Ft. Stevens State Park - Hammond, OR
Posted by: Groundspeak Premium Member dkestrel
N 46° 11.550 W 123° 58.520
10T E 424740 N 5115898
Constructed in 1863-64 during the Civil War as an earthwork battery, located on the south shore of the mouth of the Columbia River.
Waymark Code: WMJXTN
Location: Oregon, United States
Date Posted: 01/13/2014
Published By:Groundspeak Premium Member Turtle3863
Views: 10

The Civil War earthworks at Fort Stevens (original destroyed) are being reconstructed.It was originally called Fort at Point Adams. It was later named Fort Stevens in 1865, in honor of the former territorial governor of Washington, Isaac I. Stevens who was killed in action during the Civil War.

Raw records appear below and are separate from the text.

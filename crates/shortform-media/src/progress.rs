//! FFmpeg progress parsing.

use serde::{Deserialize, Serialize};

/// Progress information from FFmpeg.
#[derive(Debug, Clone, Default, Serialize, Deserialize)]
pub struct FfmpegProgress {
    /// Current frame number
    pub frame: u64,
    /// Current FPS
    pub fps: f64,
    /// Output time in milliseconds
    pub out_time_ms: i64,
    /// Encoding speed (e.g., 1.5 = 1.5x realtime)
    pub speed: f64,
    /// Whether encoding is complete
    pub is_complete: bool,
}

impl FfmpegProgress {
    /// Calculate progress percentage given total duration in milliseconds.
    pub fn percentage(&self, total_duration_ms: i64) -> f64 {
        if total_duration_ms <= 0 {
            return 0.0;
        }
        ((self.out_time_ms as f64 / total_duration_ms as f64) * 100.0).min(100.0)
    }
}

/// Callback type for progress updates.
pub type ProgressCallback = Box<dyn Fn(FfmpegProgress) + Send + 'static>;

/// Parse one line of FFmpeg's `-progress` output into `current`.
///
/// Returns a snapshot when a `progress=` record boundary is reached.
pub(crate) fn parse_progress_line(
    line: &str,
    current: &mut FfmpegProgress,
) -> Option<FfmpegProgress> {
    let line = line.trim();

    if let Some((key, value)) = line.split_once('=') {
        match key {
            "out_time_ms" | "out_time_us" => {
                // Both keys carry microseconds in modern FFmpeg builds.
                if let Ok(us) = value.parse::<i64>() {
                    current.out_time_ms = us / 1000;
                }
            }
            "frame" => {
                if let Ok(frame) = value.parse() {
                    current.frame = frame;
                }
            }
            "fps" => {
                if let Ok(fps) = value.parse() {
                    current.fps = fps;
                }
            }
            "speed" => {
                if value != "N/A" {
                    if let Some(speed_str) = value.strip_suffix('x') {
                        if let Ok(speed) = speed_str.parse() {
                            current.speed = speed;
                        }
                    }
                }
            }
            "progress" => {
                if value == "end" {
                    current.is_complete = true;
                }
                return Some(current.clone());
            }
            _ => {}
        }
    }

    None
}

#[cfg(test)]
mod tests {
    use super::*;

    #[test]
    fn test_progress_percentage() {
        let progress = FfmpegProgress {
            out_time_ms: 5000,
            ..Default::default()
        };

        assert!((progress.percentage(10000) - 50.0).abs() < 0.01);
        assert!((progress.percentage(5000) - 100.0).abs() < 0.01);
        assert!((progress.percentage(0)).abs() < 0.01);
    }

    #[test]
    fn test_progress_parsing() {
        let mut progress = FfmpegProgress::default();

        parse_progress_line("out_time_us=5000000", &mut progress);
        assert_eq!(progress.out_time_ms, 5000);

        parse_progress_line("speed=1.5x", &mut progress);
        assert!((progress.speed - 1.5).abs() < 0.01);

        parse_progress_line("frame=120", &mut progress);
        assert_eq!(progress.frame, 120);

        let result = parse_progress_line("progress=end", &mut progress);
        assert!(result.is_some());
        assert!(progress.is_complete);
    }

    #[test]
    fn test_non_progress_lines_ignored() {
        let mut progress = FfmpegProgress::default();
        assert!(parse_progress_line("random stderr noise", &mut progress).is_none());
        assert!(parse_progress_line("speed=N/A", &mut progress).is_none());
    }
}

The original fort was an earthworks fort, built under supervision of the United States Army Engineers starting in July 1863. The earthworks were five sided with bastions at each corner and a salient point on the water side. The whole earthworks was surrounded by a deep wet moat. Entrance was made across the moat on a drawbridge through a sallyport. Wooden gun platforms were provided to mount 29 cannon. The Fort was completed 8 Apr 1865 and was first occupied by a company of the 8th California Volunteer Infantry, 25 April 1865. The guns mounted by the troops included a large 15" smoothbore Rodman cannon mounted at the salient point on a center pintle and nine other Rodman guns of smaller caliber. By June 1867, twenty six guns had been mounted. In the years between 1867 and 1882, the guns were test fired but little else was done to keep the fort in good repair. By 1880 the gun platforms were rotting out and the earthworks had deteriorated significantly. The garrison was withdrawn in 1882 and the post placed in the charge of ordinance sergeant Elias H. Brodie.

Fort Stevens was the primary military installation in what became the Three Fort Harbor Defense System at the mouth of the Columbia River. The other two forts in the system were Post at Cape Disappointment, later Fort Cape Disappointment and later Fort Canby built at the same time as Fort Stevens and Fort Columbia (built between 1896 and 1904) both on the Washington side of the river.The fort was built to defend the mouth of the Columbia from potential British attack during ongoing regional tensions related to the Pig War of 1859–70 in the San Juan Islands, and remained relevant during the 1896-1903 Alaska Boundary Dispute when British-American tensions were high and once again on the brink of war.